Guo Guangchang, the founder and chairman of $15 billion conglomerate Fosun International, suddenly disappeared in Shanghai Thursday. In recent months Chinese tycoons have dropped out of sight with alarming regularity. Their companies later claim, as Fosun did, that the missing executive is “assisting in certain investigations.” But the arrest is a reminder that President Xi Jinping’s anticorruption campaign is becoming part of an effort to reimpose Communist Party control over the commanding heights of the economy.

Fosun’s president said Sunday that Mr. Guo’s detention is due to “personal matters.” The fact that he is allowed to telephone his colleagues suggests investigators may want him to give evidence against others. But since the Party’s discipline inspection units don’t release details of their investigations and operate beyond the reach of the law, there is no way to know.

Sudden and mysterious disappearances like Mr. Guo’s have extended the terror felt by Party cadres to private entrepreneurs. Known as China’s Warren Buffett because of his insurance acquisitions, he appeared to be an upright and professional manager as well as a Party loyalist. When asked about the arrest of other tycoons, Mr. Guo claimed to have nothing to fear. A Chinese refrain in the past few days goes that if it happened to him, it could happen to anybody.

This captures an essential truth about China’s economy: Nobody is untarred by the need for political assistance. The Party’s arbitrary control over decision-making means that even the most independent entrepreneur has to cultivate relationships with officials to get access to land, capital and other resources.

When officials fall from favor, those who benefited from their protection are also vulnerable. The presence of some skeletons in every businessman’s closet is also a useful way for authorities to prevent tycoons from forming a political bloc that could demand checks and balances on the Party’s power.

The risks of arrest explains why so many rich Chinese are moving money and family members out of the country. Tycoons try to insulate their businesses from political extortion with the purchase of overseas assets. Mr. Guo’s Fosun went on an acquisition spree in the past few years, buying an office tower in Manhattan and the resort operator Club Med, among other assets. It financed these with loans, bond sales and new equity.

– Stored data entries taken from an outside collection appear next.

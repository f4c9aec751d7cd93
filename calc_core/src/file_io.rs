//! # File I/O Module
//!
//! Writes rendered reports to disk for export:
//! - **Per-calculation files**: `Reporte_EOD_<unix-millis>.txt`
//! - **No overwrites**: files are created with create-new semantics; if the
//!   name is taken a `-1`, `-2`, … suffix is tried instead
//! - **Pending-export lock**: the file stays exclusively locked (fs2) until
//!   the [`PendingExport`] guard is dropped or finished
//!
//! ## Example
//!
//! ```rust,no_run
//! use calc_core::calculations::BlastEngine;
//! use calc_core::file_io::save_report;
//! use calc_core::report::CalculationRecord;
//! use std::path::Path;
//!
//! let record = CalculationRecord::from_inputs(&BlastEngine::default(), "50", "40", "30")?;
//! let export = save_report(&record, Path::new("reports"))?;
//! println!("Report ready: {}", export.path().display());
//!
//! // Hand the file to whatever shares it, then release the lock
//! export.finish();
//! # Ok::<(), calc_core::errors::CalcError>(())
//! ```

use std::fs::{self, File, OpenOptions};
use std::io::{ErrorKind, Write};
use std::path::{Path, PathBuf};

use fs2::FileExt;

use crate::errors::{CalcError, CalcResult};
use crate::report::CalculationRecord;

/// File name prefix for exported reports
pub const REPORT_PREFIX: &str = "Reporte_EOD_";

/// File extension for exported reports
pub const REPORT_EXTENSION: &str = "txt";

/// Give up after this many taken names for one timestamp
const MAX_NAME_ATTEMPTS: u32 = 1000;

/// A written report that has not been handed off yet.
///
/// Holds an exclusive OS-level lock on the file; the lock is released when
/// the guard is dropped. The file itself is left in place.
#[derive(Debug)]
pub struct PendingExport {
    /// Path to the written report
    path: PathBuf,
    /// The underlying file handle (keeps OS lock)
    _file: File,
}

impl PendingExport {
    /// Path to the written report
    pub fn path(&self) -> &Path {
        &self.path
    }

    /// Release the lock and return the path.
    pub fn finish(self) -> PathBuf {
        tracing::debug!(path = %self.path.display(), "report export finished");
        self.path.clone()
    }

    /// Check whether some holder still has a report locked for export.
    ///
    /// Returns `false` for missing files.
    pub fn is_pending(path: &Path) -> bool {
        let Ok(file) = File::open(path) else {
            return false;
        };
        match file.try_lock_shared() {
            Ok(()) => {
                let _ = file.unlock();
                false
            }
            Err(_) => true,
        }
    }
}

/// File name for a report, without a collision suffix.
pub fn report_file_name(record: &CalculationRecord) -> String {
    file_name_for(record.calculated_at.timestamp_millis(), 0)
}

/// `Reporte_EOD_<stamp>.txt` for the first attempt, `Reporte_EOD_<stamp>-N.txt` after
fn file_name_for(stamp: i64, attempt: u32) -> String {
    if attempt == 0 {
        format!("{}{}.{}", REPORT_PREFIX, stamp, REPORT_EXTENSION)
    } else {
        format!("{}{}-{}.{}", REPORT_PREFIX, stamp, attempt, REPORT_EXTENSION)
    }
}

/// Write a report into `dir` and lock it for export.
///
/// The directory is created if missing. The file is fully written and
/// synced before the guard is returned.
///
/// # Returns
///
/// * `Ok(PendingExport)` - Report written and locked
/// * `Err(CalcError::FileError)` - Directory, create, write or lock failed;
///   no file is left behind
pub fn save_report(record: &CalculationRecord, dir: &Path) -> CalcResult<PendingExport> {
    fs::create_dir_all(dir).map_err(|e| {
        CalcError::file_error("create directory", dir.display().to_string(), e.to_string())
    })?;

    let stamp = record.calculated_at.timestamp_millis();
    let (path, mut file) = create_unique(dir, stamp)?;

    let contents = record.render_text();
    lock_and_write(&path, &mut file, contents.as_bytes())?;

    tracing::info!(path = %path.display(), bytes = contents.len(), "report written");

    Ok(PendingExport { path, _file: file })
}

/// Lock a freshly created report file, then write and sync it.
///
/// On any failure the file at `path` is removed.
fn lock_and_write(path: &Path, file: &mut File, contents: &[u8]) -> CalcResult<()> {
    let result = file
        .try_lock_exclusive()
        .map_err(|e| ("lock report", e))
        .and_then(|_| {
            file.write_all(contents)
                .and_then(|_| file.sync_all())
                .map_err(|e| ("write report", e))
        });

    result.map_err(|(operation, e)| {
        let _ = fs::remove_file(path);
        tracing::warn!(path = %path.display(), operation, error = %e, "report discarded");
        CalcError::file_error(operation, path.display().to_string(), e.to_string())
    })
}

/// Create a new report file, never touching an existing one.
fn create_unique(dir: &Path, stamp: i64) -> CalcResult<(PathBuf, File)> {
    for attempt in 0..MAX_NAME_ATTEMPTS {
        let path = dir.join(file_name_for(stamp, attempt));

        match OpenOptions::new().write(true).create_new(true).open(&path) {
            Ok(file) => return Ok((path, file)),
            Err(e) if e.kind() == ErrorKind::AlreadyExists => {
                tracing::debug!(path = %path.display(), "report name taken, trying next");
            }
            Err(e) => {
                return Err(CalcError::file_error(
                    "create report",
                    path.display().to_string(),
                    e.to_string(),
                ));
            }
        }
    }

    Err(CalcError::file_error(
        "create report",
        dir.display().to_string(),
        format!("no free file name for timestamp {}", stamp),
    ))
}

#[cfg(test)]
mod tests {
    use super::*;
    use crate::calculations::BlastEngine;
    use chrono::{Local, TimeZone};
    use std::env::temp_dir;

    fn test_dir(name: &str) -> PathBuf {
        let dir = temp_dir().join(format!("eod_report_test_{}", name));
        let _ = fs::remove_dir_all(&dir);
        dir
    }

    fn test_record() -> CalculationRecord {
        let timestamp = Local.with_ymd_and_hms(2025, 3, 14, 9, 30, 5).unwrap();
        CalculationRecord::from_inputs(&BlastEngine::default(), "50", "40", "30")
            .unwrap()
            .with_timestamp(timestamp)
    }

    #[test]
    fn test_file_name_uses_timestamp() {
        let record = test_record();
        let name = report_file_name(&record);
        assert!(name.starts_with("Reporte_EOD_"));
        assert!(name.ends_with(".txt"));
        assert!(name.contains(&record.calculated_at.timestamp_millis().to_string()));
    }

    #[test]
    fn test_save_writes_rendered_report() {
        let dir = test_dir("write");
        let record = test_record();

        let export = save_report(&record, &dir).unwrap();
        assert_eq!(export.path().file_name().unwrap().to_string_lossy(), report_file_name(&record));
        let path = export.finish();

        let written = fs::read_to_string(&path).unwrap();
        assert_eq!(written, record.render_text());

        let _ = fs::remove_dir_all(&dir);
    }

    #[test]
    fn test_same_timestamp_does_not_overwrite() {
        let dir = test_dir("collision");
        let first_record = test_record();
        let mut second_record = test_record();
        second_record.length_input = "99".to_string();

        let first = save_report(&first_record, &dir).unwrap();
        let second = save_report(&second_record, &dir).unwrap();

        assert_ne!(first.path(), second.path());
        assert!(second.path().to_string_lossy().ends_with("-1.txt"));

        let first_text = fs::read_to_string(first.path()).unwrap();
        let second_text = fs::read_to_string(second.path()).unwrap();
        assert!(first_text.contains("DIMENSIONES: 50 x 40 x 30 cm"));
        assert!(second_text.contains("DIMENSIONES: 99 x 40 x 30 cm"));

        drop(first);
        drop(second);
        let _ = fs::remove_dir_all(&dir);
    }

    #[test]
    fn test_suffixed_names_share_the_base_name() {
        let record = test_record();
        let stamp = record.calculated_at.timestamp_millis();
        assert_eq!(file_name_for(stamp, 0), report_file_name(&record));
        assert_eq!(file_name_for(stamp, 2), format!("Reporte_EOD_{}-2.txt", stamp));
    }

    #[test]
    fn test_third_save_gets_second_suffix() {
        let dir = test_dir("third");
        let record = test_record();

        let exports: Vec<_> = (0..3).map(|_| save_report(&record, &dir).unwrap()).collect();
        let stamp = record.calculated_at.timestamp_millis();
        assert_eq!(exports[2].path(), dir.join(file_name_for(stamp, 2)));

        drop(exports);
        let _ = fs::remove_dir_all(&dir);
    }

    #[test]
    fn test_failed_write_removes_file() {
        let dir = test_dir("failed_write");
        fs::create_dir_all(&dir).unwrap();
        let path = dir.join("Reporte_EOD_1.txt");
        fs::write(&path, "").unwrap();

        // A read-only handle can be locked but not written
        let mut file = File::open(&path).unwrap();
        let err = lock_and_write(&path, &mut file, b"report").unwrap_err();

        assert!(matches!(err, CalcError::FileError { .. }));
        assert!(!path.exists());
        let _ = fs::remove_dir_all(&dir);
    }

    #[test]
    fn test_failed_lock_removes_file() {
        let dir = test_dir("failed_lock");
        let record = test_record();
        let held = save_report(&record, &dir).unwrap();

        // Another handle on the same file cannot take the exclusive lock
        let mut file = OpenOptions::new().write(true).open(held.path()).unwrap();
        let err = lock_and_write(held.path(), &mut file, b"report").unwrap_err();

        assert!(err.to_string().contains("lock report"));
        assert!(!held.path().exists());
        drop(held);
        let _ = fs::remove_dir_all(&dir);
    }

    #[test]
    fn test_missing_file_is_not_pending() {
        let dir = test_dir("missing");
        assert!(!PendingExport::is_pending(&dir.join("nope.txt")));
    }

    #[test]
    fn test_held_export_is_pending() {
        let dir = test_dir("held");
        let export = save_report(&test_record(), &dir).unwrap();
        assert!(PendingExport::is_pending(export.path()));
        drop(export);
        let _ = fs::remove_dir_all(&dir);
    }

    #[test]
    fn test_finished_export_is_not_pending() {
        let dir = test_dir("finished");
        let export = save_report(&test_record(), &dir).unwrap();
        let path = export.finish();
        assert!(!PendingExport::is_pending(&path));
        let _ = fs::remove_dir_all(&dir);
    }
}
//! # Calculation Report
//!
//! Renders a finished calculation as the plain-text field report handed to
//! EOD teams, or as JSON for machine consumers.
//!
//! A report is built from a [`CalculationRecord`]: the dimensions exactly as
//! the operator typed them, the moment of calculation, and the ordered
//! per-material results. Numbers are shown with two decimals; the record
//! itself keeps full precision.
//!
//! ## Layout
//!
//! ```text
//! ====================================================
//! INFORME TÉCNICO UNIFICADO - EOD APP
//! FECHA: 14/03/2025, 09:30:05
//! ====================================================
//!
//! DIMENSIONES: 50 x 40 x 30 cm
//! FACTOR DE SEGURIDAD: 1.5x
//!
//! TIPO: TNT
//!  - Masa Estimada: 97.80 kg
//!  - NEQ: 97.80 kg TNT
//!  - Distancia Base Fragmentación: 460.73 m
//!  - Perímetro Seguridad: 691.09 m
//!  - Blindaje Concreto: 2.83 m
//!  - Radios de Daño:
//!     * Light: 32.25 m
//!     * Moderate: 20.73 m
//!     * Severe: 11.52 m
//!     * Rupture: 5.53 m
//! ----------------------------------------------------
//! ```
//!
//! ## Example
//!
//! ```rust
//! use calc_core::calculations::BlastEngine;
//! use calc_core::report::CalculationRecord;
//!
//! let engine = BlastEngine::default();
//! let record = CalculationRecord::from_inputs(&engine, "50", "40", "30").unwrap();
//! let text = record.render_text();
//! assert!(text.contains("TIPO: PETN"));
//! ```

use std::fmt::Write as _;

use chrono::{DateTime, Local};
use serde::{Deserialize, Serialize};

use crate::calculations::blast::{BlastEngine, MaterialResult, SAFETY_FACTOR};
use crate::errors::{CalcError, CalcResult};

/// Heavy rule framing the report header
const HEADER_RULE: &str = "====================================================";

/// Light rule closing each material block
const BLOCK_RULE: &str = "----------------------------------------------------";

/// Report title line
pub const REPORT_TITLE: &str = "INFORME TÉCNICO UNIFICADO - EOD APP";

/// Timestamp format used in the report header
pub const REPORT_DATE_FORMAT: &str = "%d/%m/%Y, %H:%M:%S";

/// Everything a report needs from one calculation.
#[derive(Debug, Clone, PartialEq, Serialize, Deserialize)]
pub struct CalculationRecord {
    /// Length as typed by the operator (cm)
    pub length_input: String,

    /// Width as typed by the operator (cm)
    pub width_input: String,

    /// Height as typed by the operator (cm)
    pub height_input: String,

    /// When the calculation ran
    pub calculated_at: DateTime<Local>,

    /// Per-material results in catalog order
    pub results: Vec<MaterialResult>,
}

impl CalculationRecord {
    /// Record a calculation that just ran.
    pub fn new(
        length_input: impl Into<String>,
        width_input: impl Into<String>,
        height_input: impl Into<String>,
        results: Vec<MaterialResult>,
    ) -> Self {
        CalculationRecord {
            length_input: length_input.into(),
            width_input: width_input.into(),
            height_input: height_input.into(),
            calculated_at: Local::now(),
            results,
        }
    }

    /// Run the engine on raw input and record the outcome.
    ///
    /// Invalid input yields the engine's error and no record, so a report
    /// can only ever be produced from a complete result set.
    pub fn from_inputs(
        engine: &BlastEngine,
        length: &str,
        width: &str,
        height: &str,
    ) -> CalcResult<Self> {
        let results = engine.calculate(length, width, height)?;
        Ok(CalculationRecord::new(length, width, height, results))
    }

    /// Replace the calculation timestamp.
    pub fn with_timestamp(mut self, calculated_at: DateTime<Local>) -> Self {
        self.calculated_at = calculated_at;
        self
    }

    /// Render the plain-text report.
    pub fn render_text(&self) -> String {
        let mut out = String::new();

        // Writing into a String cannot fail
        let _ = writeln!(out, "{}", HEADER_RULE);
        let _ = writeln!(out, "{}", REPORT_TITLE);
        let _ = writeln!(out, "FECHA: {}", self.calculated_at.format(REPORT_DATE_FORMAT));
        let _ = writeln!(out, "{}", HEADER_RULE);
        out.push('\n');
        let _ = writeln!(
            out,
            "DIMENSIONES: {} x {} x {} cm",
            self.length_input, self.width_input, self.height_input
        );
        let _ = writeln!(out, "FACTOR DE SEGURIDAD: {}x", SAFETY_FACTOR);
        out.push('\n');

        for result in &self.results {
            render_material(&mut out, result);
        }

        out
    }

    /// Serialize the record to pretty JSON.
    pub fn to_json(&self) -> CalcResult<String> {
        serde_json::to_string_pretty(self).map_err(|e| CalcError::serialization(e.to_string()))
    }
}

fn render_material(out: &mut String, r: &MaterialResult) {
    let _ = writeln!(out, "TIPO: {}", r.material_name);
    let _ = writeln!(out, " - Masa Estimada: {:.2} kg", r.estimated_mass_kg);
    let _ = writeln!(out, " - NEQ: {:.2} kg TNT", r.tnt_equivalent_mass_kg);
    let _ = writeln!(
        out,
        " - Distancia Base Fragmentación: {:.2} m",
        r.base_fragmentation_distance_m
    );
    let _ = writeln!(out, " - Perímetro Seguridad: {:.2} m", r.safety_perimeter_m);
    let _ = writeln!(out, " - Blindaje Concreto: {:.2} m", r.concrete_shielding_thickness_m);
    let _ = writeln!(out, " - Radios de Daño:");
    for radius in &r.damage_radii {
        let _ = writeln!(out, "    * {}: {:.2} m", radius.label, radius.distance_m);
    }
    let _ = writeln!(out, "{}", BLOCK_RULE);
}

#[cfg(test)]
mod tests {
    use super::*;
    use chrono::TimeZone;

    fn test_record() -> CalculationRecord {
        let timestamp = Local.with_ymd_and_hms(2025, 3, 14, 9, 30, 5).unwrap();
        CalculationRecord::from_inputs(&BlastEngine::default(), "50", "40", "30")
            .unwrap()
            .with_timestamp(timestamp)
    }

    #[test]
    fn test_header() {
        let text = test_record().render_text();
        let lines: Vec<&str> = text.lines().collect();

        assert_eq!(lines[0], HEADER_RULE);
        assert_eq!(lines[1], "INFORME TÉCNICO UNIFICADO - EOD APP");
        assert_eq!(lines[2], "FECHA: 14/03/2025, 09:30:05");
        assert_eq!(lines[3], HEADER_RULE);
        assert_eq!(lines[4], "");
        assert_eq!(lines[5], "DIMENSIONES: 50 x 40 x 30 cm");
        assert_eq!(lines[6], "FACTOR DE SEGURIDAD: 1.5x");
        assert_eq!(lines[7], "");
    }

    #[test]
    fn test_tnt_block() {
        let text = test_record().render_text();
        let expected = "\
TIPO: TNT
 - Masa Estimada: 97.80 kg
 - NEQ: 97.80 kg TNT
 - Distancia Base Fragmentación: 460.73 m
 - Perímetro Seguridad: 691.09 m
 - Blindaje Concreto: 2.83 m
 - Radios de Daño:
    * Light: 32.25 m
    * Moderate: 20.73 m
    * Severe: 11.52 m
    * Rupture: 5.53 m
----------------------------------------------------
";
        assert!(text.contains(expected), "report was:\n{text}");
    }

    #[test]
    fn test_one_block_per_material_in_order() {
        let text = test_record().render_text();
        let materials: Vec<&str> = text
            .lines()
            .filter_map(|l| l.strip_prefix("TIPO: "))
            .collect();
        assert_eq!(materials, vec!["TNT", "C4", "ANFO", "Dynamite", "PETN"]);

        let damage_lines = text.lines().filter(|l| l.starts_with("    * ")).count();
        assert_eq!(damage_lines, 5 * 4);
        assert_eq!(text.lines().filter(|l| *l == BLOCK_RULE).count(), 5);
    }

    #[test]
    fn test_raw_dimensions_are_echoed() {
        let record =
            CalculationRecord::from_inputs(&BlastEngine::default(), " 50.0", "40", "3e1").unwrap();
        assert!(record.render_text().contains("DIMENSIONES:  50.0 x 40 x 3e1 cm"));
    }

    #[test]
    fn test_invalid_input_yields_no_record() {
        let err =
            CalculationRecord::from_inputs(&BlastEngine::default(), "50", "", "30").unwrap_err();
        assert!(err.is_input_error());
    }

    #[test]
    fn test_json_roundtrip() {
        let record = test_record();
        let json = record.to_json().unwrap();
        let roundtrip: CalculationRecord = serde_json::from_str(&json).unwrap();
        assert_eq!(roundtrip.results, record.results);
        assert_eq!(roundtrip.calculated_at, record.calculated_at);
    }
}
//! # Error Types
//!
//! Structured error types for calc_core. The calculation engine itself has
//! exactly one failure mode, [`CalcError::MissingOrInvalidDimension`]; the
//! remaining variants belong to catalog configuration and report file I/O.
//!
//! ## Example
//!
//! ```rust
//! use calc_core::errors::{CalcError, CalcResult};
//!
//! fn require_length(raw: &str) -> CalcResult<f64> {
//!     raw.trim().parse::<f64>().map_err(|_| {
//!         CalcError::invalid_dimension("length_cm", raw, "Not a number")
//!     })
//! }
//!
//! assert_eq!(require_length("abc").unwrap_err().error_code(), "MISSING_OR_INVALID_DIMENSION");
//! ```

use serde::{Deserialize, Serialize};
use thiserror::Error;

/// Result type alias for calc_core operations
pub type CalcResult<T> = Result<T, CalcError>;

/// Structured error type for calc_core operations.
#[derive(Error, Debug, Clone, Serialize, Deserialize, PartialEq)]
#[serde(tag = "type", content = "details")]
pub enum CalcError {
    /// A package dimension is absent, empty, not a number, or not positive
    #[error("Missing or invalid dimension '{field}': '{value}' - {reason}")]
    MissingOrInvalidDimension {
        field: String,
        value: String,
        reason: String,
    },

    /// The material / damage-level catalog violates an invariant
    #[error("Invalid catalog: {reason}")]
    InvalidCatalog { reason: String },

    /// File I/O error
    #[error("File error: {operation} on '{path}' - {reason}")]
    FileError {
        operation: String,
        path: String,
        reason: String,
    },

    /// JSON or TOML serialization/deserialization error
    #[error("Serialization error: {reason}")]
    SerializationError { reason: String },
}

impl CalcError {
    /// Create a MissingOrInvalidDimension error
    pub fn invalid_dimension(
        field: impl Into<String>,
        value: impl Into<String>,
        reason: impl Into<String>,
    ) -> Self {
        CalcError::MissingOrInvalidDimension {
            field: field.into(),
            value: value.into(),
            reason: reason.into(),
        }
    }

    /// Create an InvalidCatalog error
    pub fn invalid_catalog(reason: impl Into<String>) -> Self {
        CalcError::InvalidCatalog {
            reason: reason.into(),
        }
    }

    /// Create a FileError
    pub fn file_error(
        operation: impl Into<String>,
        path: impl Into<String>,
        reason: impl Into<String>,
    ) -> Self {
        CalcError::FileError {
            operation: operation.into(),
            path: path.into(),
            reason: reason.into(),
        }
    }

    /// Create a SerializationError
    pub fn serialization(reason: impl Into<String>) -> Self {
        CalcError::SerializationError {
            reason: reason.into(),
        }
    }

    /// True when the user can fix the problem by re-entering input
    pub fn is_input_error(&self) -> bool {
        matches!(self, CalcError::MissingOrInvalidDimension { .. })
    }

    /// Get a short error code for programmatic handling
    pub fn error_code(&self) -> &'static str {
        match self {
            CalcError::MissingOrInvalidDimension { .. } => "MISSING_OR_INVALID_DIMENSION",
            CalcError::InvalidCatalog { .. } => "INVALID_CATALOG",
            CalcError::FileError { .. } => "FILE_ERROR",
            CalcError::SerializationError { .. } => "SERIALIZATION_ERROR",
        }
    }
}

#[cfg(test)]
mod tests {
    use super::*;

    #[test]
    fn test_error_serialization() {
        let error = CalcError::invalid_dimension("width_cm", "abc", "Not a number");
        let json = serde_json::to_string(&error).unwrap();
        assert!(json.contains("\"type\":\"MissingOrInvalidDimension\""));
        let roundtrip: CalcError = serde_json::from_str(&json).unwrap();
        assert_eq!(error, roundtrip);
    }

    #[test]
    fn test_error_codes() {
        assert_eq!(
            CalcError::invalid_dimension("height_cm", "", "Empty").error_code(),
            "MISSING_OR_INVALID_DIMENSION"
        );
        assert_eq!(CalcError::invalid_catalog("empty").error_code(), "INVALID_CATALOG");
        assert_eq!(CalcError::serialization("bad").error_code(), "SERIALIZATION_ERROR");
    }

    #[test]
    fn test_only_dimension_errors_are_input_errors() {
        assert!(CalcError::invalid_dimension("length_cm", "-1", "Must be positive").is_input_error());
        assert!(!CalcError::file_error("write", "/tmp/x", "denied").is_input_error());
    }

    #[test]
    fn test_display_names_field() {
        let error = CalcError::invalid_dimension("length_cm", "", "Value is empty");
        assert_eq!(
            error.to_string(),
            "Missing or invalid dimension 'length_cm': '' - Value is empty"
        );
    }
}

Mr. Guo had a close association with former Shanghai Vice Mayor Ai Baojun, now under investigation for “severe disciplinary violations.” According to the state-run Xinhua news agency, a Shanghai court named Fosun in the corruption conviction of Wang Zongnan, the chairman of a state-owned supermarket chain, earlier this year. Mr. Wang was sentenced to 18 years in prison for channeling benefits to Fosun in return for the sale of two villas at less than market value. Fosun denied the accusation.

Both Vice Mayor Ai and Mr. Wang have ties to former Chinese leader Jiang Zemin. Some analysts speculate that Mr. Xi’s anticorruption campaign is now targeting Mr. Jiang’s “Shanghai faction.” That would be a dangerous move, since Mr. Jiang lent his support to Mr. Xi’s rise to the top of Chinese politics. Though he is 89 years old and has been out of power for more than a decade, Mr. Jiang retains considerable clout. But it seems Mr. Xi wants to consolidate his hold over Shanghai politics along with every other corner of the Chinese polity.

Mr. Guo and other entrepreneurs have tried to render services to the Party and aid the projects of the current leadership. At the same time they have served their shareholders through savvy management. But Mr. Xi demands that the economy be run according to Party discipline. As the Party puts stability and control ahead of wealth creation, don’t be surprised if more tycoons disappear.